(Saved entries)
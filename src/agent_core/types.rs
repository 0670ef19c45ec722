//! Shared types for the agent core.
//!
//! Query results, conversation turns, audit events and the database context
//! snapshot passed between the Agent and its components.

use std::collections::BTreeMap;
use std::time::Duration;

use chrono::{DateTime, Utc};
use serde::{Deserialize, Serialize};

use super::errors::{AgentError, ErrorKind};

// ─── Query Results ──────────────────────────────────────────────────────────

/// Outcome of one `process_query` call. Immutable once produced.
#[derive(Debug, Clone, PartialEq, Serialize, Deserialize)]
pub struct QueryResult {
    pub success: bool,
    /// Payload: a tool result projection or the model's answer text.
    pub data: serde_json::Value,
    #[serde(skip_serializing_if = "Option::is_none")]
    pub error: Option<String>,
    #[serde(skip_serializing_if = "Option::is_none")]
    pub error_kind: Option<ErrorKind>,
    pub explanation: String,
    pub tools_used: Vec<String>,
    pub intent: String,
    #[serde(with = "duration_ms", rename = "execution_time_ms")]
    pub execution_time: Duration,
}

impl QueryResult {
    pub fn success(
        data: serde_json::Value,
        explanation: impl Into<String>,
        tools_used: Vec<String>,
        intent: impl Into<String>,
    ) -> Self {
        Self {
            success: true,
            data,
            error: None,
            error_kind: None,
            explanation: explanation.into(),
            tools_used,
            intent: intent.into(),
            execution_time: Duration::ZERO,
        }
    }

    pub fn failure(kind: ErrorKind, error: impl Into<String>, intent: impl Into<String>) -> Self {
        let error = error.into();
        Self {
            success: false,
            data: serde_json::Value::Null,
            explanation: format!("Query failed: {error}"),
            error: Some(error),
            error_kind: Some(kind),
            tools_used: Vec::new(),
            intent: intent.into(),
            execution_time: Duration::ZERO,
        }
    }

    /// Failure carrying the error's kind and message.
    pub fn from_error(error: &AgentError, intent: impl Into<String>) -> Self {
        Self::failure(error.kind(), error.to_string(), intent)
    }

    pub fn with_tools(mut self, tools_used: Vec<String>) -> Self {
        self.tools_used = tools_used;
        self
    }

    pub fn with_execution_time(mut self, elapsed: Duration) -> Self {
        self.execution_time = elapsed;
        self
    }
}

// ─── Conversation ───────────────────────────────────────────────────────────

/// One remembered (query, answer) exchange. Never mutated after creation.
#[derive(Debug, Clone, PartialEq, Serialize, Deserialize)]
pub struct ConversationTurn {
    pub user_query: String,
    pub agent_response: String,
    pub timestamp: DateTime<Utc>,
    #[serde(with = "option_duration_ms", rename = "execution_time_ms", default)]
    pub execution_time: Option<Duration>,
}

// ─── Audit ──────────────────────────────────────────────────────────────────

/// Kinds of audit events.
#[derive(Debug, Clone, Copy, PartialEq, Eq, Hash, PartialOrd, Ord, Serialize, Deserialize)]
#[serde(rename_all = "snake_case")]
pub enum AuditEventType {
    QueryReceived,
    QueryCompleted,
    ToolExecuted,
    SecurityViolation,
}

impl AuditEventType {
    pub fn as_str(&self) -> &'static str {
        match self {
            AuditEventType::QueryReceived => "query_received",
            AuditEventType::QueryCompleted => "query_completed",
            AuditEventType::ToolExecuted => "tool_executed",
            AuditEventType::SecurityViolation => "security_violation",
        }
    }
}

impl std::fmt::Display for AuditEventType {
    fn fmt(&self, f: &mut std::fmt::Formatter<'_>) -> std::fmt::Result {
        f.write_str(self.as_str())
    }
}

/// A single append-only audit record.
#[derive(Debug, Clone, PartialEq, Serialize, Deserialize)]
pub struct AuditEvent {
    pub id: String,
    pub timestamp: DateTime<Utc>,
    pub event_type: AuditEventType,
    pub query: String,
    pub success: bool,
    #[serde(with = "option_duration_ms", rename = "duration_ms", default)]
    pub duration: Option<Duration>,
    #[serde(skip_serializing_if = "Option::is_none", default)]
    pub error: Option<String>,
    #[serde(skip_serializing_if = "Vec::is_empty", default)]
    pub tools: Vec<String>,
    #[serde(skip_serializing_if = "serde_json::Map::is_empty", default)]
    pub metadata: serde_json::Map<String, serde_json::Value>,
}

// ─── Database Context ───────────────────────────────────────────────────────

/// Snapshot of the database's shape used to ground prompts.
#[derive(Debug, Clone, Default, PartialEq, Serialize, Deserialize)]
pub struct DatabaseContext {
    pub column_families: Vec<String>,
    pub total_keys: u64,
    pub total_size: u64,
    /// `None` until the first refresh.
    pub last_updated: Option<DateTime<Utc>>,
    pub key_prefixes: Vec<String>,
    /// Value type name → count, summed across column families.
    pub data_type_stats: BTreeMap<String, u64>,
}

// ─── Serde helpers ──────────────────────────────────────────────────────────

mod duration_ms {
    use std::time::Duration;

    use serde::{Deserialize, Deserializer, Serializer};

    pub fn serialize<S: Serializer>(d: &Duration, s: S) -> Result<S::Ok, S::Error> {
        s.serialize_u64(d.as_millis() as u64)
    }

    pub fn deserialize<'de, D: Deserializer<'de>>(d: D) -> Result<Duration, D::Error> {
        Ok(Duration::from_millis(u64::deserialize(d)?))
    }
}

mod option_duration_ms {
    use std::time::Duration;

    use serde::{Deserialize, Deserializer, Serializer};

    pub fn serialize<S: Serializer>(d: &Option<Duration>, s: S) -> Result<S::Ok, S::Error> {
        match d {
            Some(d) => s.serialize_some(&(d.as_millis() as u64)),
            None => s.serialize_none(),
        }
    }

    pub fn deserialize<'de, D: Deserializer<'de>>(d: D) -> Result<Option<Duration>, D::Error> {
        Ok(Option::<u64>::deserialize(d)?.map(Duration::from_millis))
    }
}

// ─── Tests ──────────────────────────────────────────────────────────────────
//! Shared types for model providers.
//!
//! These mirror the OpenAI Chat Completions API types, used for both
//! request building and response parsing.

use serde::{Deserialize, Serialize};

// ─── Request Types ───────────────────────────────────────────────────────────

/// A single message in the conversation.
///
/// `content` is serialized as `""` rather than `null` for assistant messages
/// that only carry tool calls; several OpenAI-compatible runtimes reject
/// `null` content.
#[derive(Debug, Clone, PartialEq, Serialize, Deserialize)]
pub struct ChatMessage {
    pub role: Role,
    #[serde(serialize_with = "serialize_content")]
    pub content: Option<String>,
    /// Tool call results are sent back as `tool` role messages.
    #[serde(skip_serializing_if = "Option::is_none")]
    pub tool_call_id: Option<String>,
    /// Assistant messages may contain tool calls.
    #[serde(skip_serializing_if = "Option::is_none")]
    pub tool_calls: Option<Vec<ToolCallResponse>>,
}

impl ChatMessage {
    fn text(role: Role, content: impl Into<String>) -> Self {
        Self {
            role,
            content: Some(content.into()),
            tool_call_id: None,
            tool_calls: None,
        }
    }

    pub fn system(content: impl Into<String>) -> Self {
        Self::text(Role::System, content)
    }

    pub fn user(content: impl Into<String>) -> Self {
        Self::text(Role::User, content)
    }

    pub fn assistant(content: impl Into<String>) -> Self {
        Self::text(Role::Assistant, content)
    }

    /// Assistant message that requests a single tool call.
    pub fn assistant_tool_call(call: &ToolCall) -> Self {
        Self {
            role: Role::Assistant,
            content: None,
            tool_call_id: None,
            tool_calls: Some(vec![ToolCallResponse {
                id: call.id.clone(),
                r#type: "function".to_string(),
                function: FunctionCallResponse {
                    name: call.name.clone(),
                    arguments: call.arguments.to_string(),
                },
            }]),
        }
    }

    /// Tool result message answering `tool_call_id`.
    pub fn tool_result(tool_call_id: impl Into<String>, content: impl Into<String>) -> Self {
        Self {
            role: Role::Tool,
            content: Some(content.into()),
            tool_call_id: Some(tool_call_id.into()),
            tool_calls: None,
        }
    }
}

fn serialize_content<S>(value: &Option<String>, serializer: S) -> Result<S::Ok, S::Error>
where
    S: serde::Serializer,
{
    match value {
        Some(s) => serializer.serialize_str(s),
        None => serializer.serialize_str(""),
    }
}

/// Message role.
#[derive(Debug, Clone, Copy, PartialEq, Eq, Serialize, Deserialize)]
#[serde(rename_all = "lowercase")]
pub enum Role {
    System,
    User,
    Assistant,
    Tool,
}

/// Tool definition sent in the request.
#[derive(Debug, Clone, PartialEq, Serialize, Deserialize)]
pub struct ToolDefinition {
    pub r#type: String,
    pub function: FunctionDefinition,
}

/// Function definition within a tool.
#[derive(Debug, Clone, PartialEq, Serialize, Deserialize)]
pub struct FunctionDefinition {
    pub name: String,
    pub description: String,
    pub parameters: serde_json::Value,
}

/// Request body for `POST {base_url}/chat/completions`.
#[derive(Debug, Clone, Serialize)]
pub struct ChatCompletionRequest {
    pub model: String,
    pub messages: Vec<ChatMessage>,
    #[serde(skip_serializing_if = "Option::is_none")]
    pub tools: Option<Vec<ToolDefinition>>,
    #[serde(skip_serializing_if = "Option::is_none")]
    pub tool_choice: Option<String>,
    pub temperature: f32,
    pub max_tokens: u32,
    pub stream: bool,
}

/// Per-call generation settings.
#[derive(Debug, Clone, Copy, PartialEq)]
pub struct GenerateOptions {
    pub temperature: f32,
    pub max_tokens: u32,
}

impl Default for GenerateOptions {
    fn default() -> Self {
        Self {
            temperature: 0.1,
            max_tokens: 1024,
        }
    }
}

// ─── Response Types ──────────────────────────────────────────────────────────

/// A parsed tool call extracted from the model's response.
#[derive(Debug, Clone, PartialEq, Serialize, Deserialize)]
pub struct ToolCall {
    /// Unique ID for this tool call (generated if the model doesn't provide one).
    pub id: String,
    pub name: String,
    pub arguments: serde_json::Value,
}

/// Tool call as carried in an OpenAI-format assistant message.
#[derive(Debug, Clone, PartialEq, Serialize, Deserialize)]
pub struct ToolCallResponse {
    pub id: String,
    pub r#type: String,
    pub function: FunctionCallResponse,
}

/// Function call details in a response.
#[derive(Debug, Clone, PartialEq, Serialize, Deserialize)]
pub struct FunctionCallResponse {
    pub name: String,
    /// JSON-encoded arguments.
    pub arguments: String,
}

/// What a single generate call produced.
#[derive(Debug, Clone, PartialEq)]
pub enum Generation {
    /// Free text; the model's final answer.
    Text(String),
    /// The model asked for exactly one tool to run.
    ToolCall(ToolCall),
}

// ─── Tests ───────────────────────────────────────────────────────────────────

#[cfg(test)]
mod tests {
    use super::*;
    use serde_json::json;

    #[test]
    fn test_tool_choice_omitted_when_none() {
        let req = ChatCompletionRequest {
            model: "test".to_string(),
            messages: vec![],
            tools: None,
            tool_choice: None,
            temperature: 0.1,
            max_tokens: 1024,
            stream: false,
        };
        let json = serde_json::to_string(&req).unwrap();
        assert!(!json.contains("tool_choice"));
        assert!(!json.contains("\"tools\""));
    }

    #[test]
    fn test_assistant_tool_call_serializes_empty_content() {
        let call = ToolCall {
            id: "call_1".into(),
            name: "get_value_by_key".into(),
            arguments: json!({"key": "user:1"}),
        };
        let msg = ChatMessage::assistant_tool_call(&call);
        let value = serde_json::to_value(&msg).unwrap();
        assert_eq!(value["content"], "");
        assert_eq!(value["tool_calls"][0]["function"]["name"], "get_value_by_key");
        assert_eq!(
            value["tool_calls"][0]["function"]["arguments"],
            r#"{"key":"user:1"}"#
        );
    }

    #[test]
    fn test_tool_result_message() {
        let msg = ChatMessage::tool_result("call_1", "{}");
        assert_eq!(msg.role, Role::Tool);
        assert_eq!(msg.tool_call_id.as_deref(), Some("call_1"));
        let value = serde_json::to_value(&msg).unwrap();
        assert_eq!(value["role"], "tool");
        assert!(value.get("tool_calls").is_none());
    }

    #[test]
    fn test_generate_options_default() {
        let opts = GenerateOptions::default();
        assert_eq!(opts.max_tokens, 1024);
        assert!(opts.temperature < 0.5);
    }
}
//! Token estimation for prompt and history budgeting.
//!
//! Byte-length heuristics stand in for a tokenizer. Prose is counted at
//! 3.2 bytes per token and JSON at 2.8; both round up, so estimates err
//! on the high side. A real tokenizer can be plugged in through
//! [`TokenEstimator`].

use crate::inference::types::{ChatMessage, Role};

use super::types::ConversationTurn;

const PROSE_BYTES_PER_TOKEN: f64 = 3.2;
const JSON_BYTES_PER_TOKEN: f64 = 2.8;

/// Role marker and separators around every message.
const PER_MESSAGE_TOKENS: u32 = 4;

/// Function-call envelope around each requested tool call.
const PER_TOOL_CALL_TOKENS: u32 = 10;

/// Byte cap for each side of a summarized turn.
const TURN_PREVIEW_BYTES: usize = 60;

// ─── Estimator ──────────────────────────────────────────────────────────────

/// Pluggable token counter used by memory trimming and context capping.
pub trait TokenEstimator: Send + Sync {
    fn estimate(&self, text: &str) -> u32;
}

/// Default prose heuristic.
#[derive(Debug, Clone, Copy, Default)]
pub struct CharHeuristic;

impl TokenEstimator for CharHeuristic {
    fn estimate(&self, text: &str) -> u32 {
        estimate_tokens(text)
    }
}

impl<F> TokenEstimator for F
where
    F: Fn(&str) -> u32 + Send + Sync,
{
    fn estimate(&self, text: &str) -> u32 {
        self(text)
    }
}

// ─── Helpers ────────────────────────────────────────────────────────────────

/// Longest prefix of `s` that fits in `max_bytes` without splitting a char.
pub(crate) fn truncate_utf8(s: &str, max_bytes: usize) -> &str {
    if s.len() <= max_bytes {
        return s;
    }
    let mut cut = max_bytes;
    while !s.is_char_boundary(cut) {
        cut -= 1;
    }
    &s[..cut]
}

fn ratio(bytes: usize, per_token: f64) -> u32 {
    (bytes as f64 / per_token).ceil() as u32
}

pub fn estimate_tokens(text: &str) -> u32 {
    ratio(text.len(), PROSE_BYTES_PER_TOKEN)
}

pub fn estimate_json_tokens(json_text: &str) -> u32 {
    ratio(json_text.len(), JSON_BYTES_PER_TOKEN)
}

/// Cost of one chat message. Tool results are priced as JSON.
pub fn estimate_message_tokens(message: &ChatMessage) -> u32 {
    let body = message.content.as_deref().map_or(0, |text| match message.role {
        Role::Tool => estimate_json_tokens(text),
        _ => estimate_tokens(text),
    });

    let calls: u32 = message
        .tool_calls
        .iter()
        .flatten()
        .map(|call| {
            PER_TOOL_CALL_TOKENS
                + estimate_tokens(&call.function.name)
                + estimate_json_tokens(&call.function.arguments)
        })
        .sum();

    let id = message.tool_call_id.as_deref().map_or(0, estimate_tokens);

    PER_MESSAGE_TOKENS + body + calls + id
}

pub fn estimate_messages_tokens(messages: &[ChatMessage]) -> u32 {
    messages.iter().map(estimate_message_tokens).sum()
}

// ─── Turns ──────────────────────────────────────────────────────────────────

/// A turn as it appears in string-mode history. Empty sides are omitted.
pub fn format_turn(turn: &ConversationTurn) -> String {
    let human = (!turn.user_query.is_empty()).then(|| format!("Human: {}", turn.user_query));
    let assistant =
        (!turn.agent_response.is_empty()).then(|| format!("Assistant: {}", turn.agent_response));
    human.into_iter().chain(assistant).collect::<Vec<_>>().join("\n")
}

/// One-line lossy summary of a turn, used when history overflows a budget.
pub fn summarize_turn(turn: &ConversationTurn) -> String {
    fn preview(text: &str, placeholder: &'static str) -> String {
        if text.is_empty() {
            return placeholder.to_string();
        }
        let cut = truncate_utf8(text, TURN_PREVIEW_BYTES);
        if cut.len() < text.len() {
            format!("{cut}...")
        } else {
            cut.to_string()
        }
    }
    format!(
        "- asked \"{}\" -> \"{}\"",
        preview(&turn.user_query, "[empty]"),
        preview(&turn.agent_response, "[no answer]"),
    )
}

Your instructions
Retype the portion of the data above that starts on the line with "a summarized turn." and finishes on the line with "pub fn estimate_tokens(text: &str)", including both of those lines.

Exercise solution
/// Byte cap for each side of a summarized turn.
const TURN_PREVIEW_BYTES: usize = 60;

// ─── Estimator ──────────────────────────────────────────────────────────────

/// Pluggable token counter used by memory trimming and context capping.
pub trait TokenEstimator: Send + Sync {
    fn estimate(&self, text: &str) -> u32;
}

/// Default prose heuristic.
#[derive(Debug, Clone, Copy, Default)]
pub struct CharHeuristic;

impl TokenEstimator for CharHeuristic {
    fn estimate(&self, text: &str) -> u32 {
        estimate_tokens(text)
    }
}

impl<F> TokenEstimator for F
where
    F: Fn(&str) -> u32 + Send + Sync,
{
    fn estimate(&self, text: &str) -> u32 {
        self(text)
    }
}

// ─── Helpers ────────────────────────────────────────────────────────────────

/// Longest prefix of `s` that fits in `max_bytes` without splitting a char.
pub(crate) fn truncate_utf8(s: &str, max_bytes: usize) -> &str {
    if s.len() <= max_bytes {
        return s;
    }
    let mut cut = max_bytes;
    while !s.is_char_boundary(cut) {
        cut -= 1;
    }
    &s[..cut]
}

fn ratio(bytes: usize, per_token: f64) -> u32 {
    (bytes as f64 / per_token).ceil() as u32
}

pub fn estimate_tokens(text: &str) -> u32 {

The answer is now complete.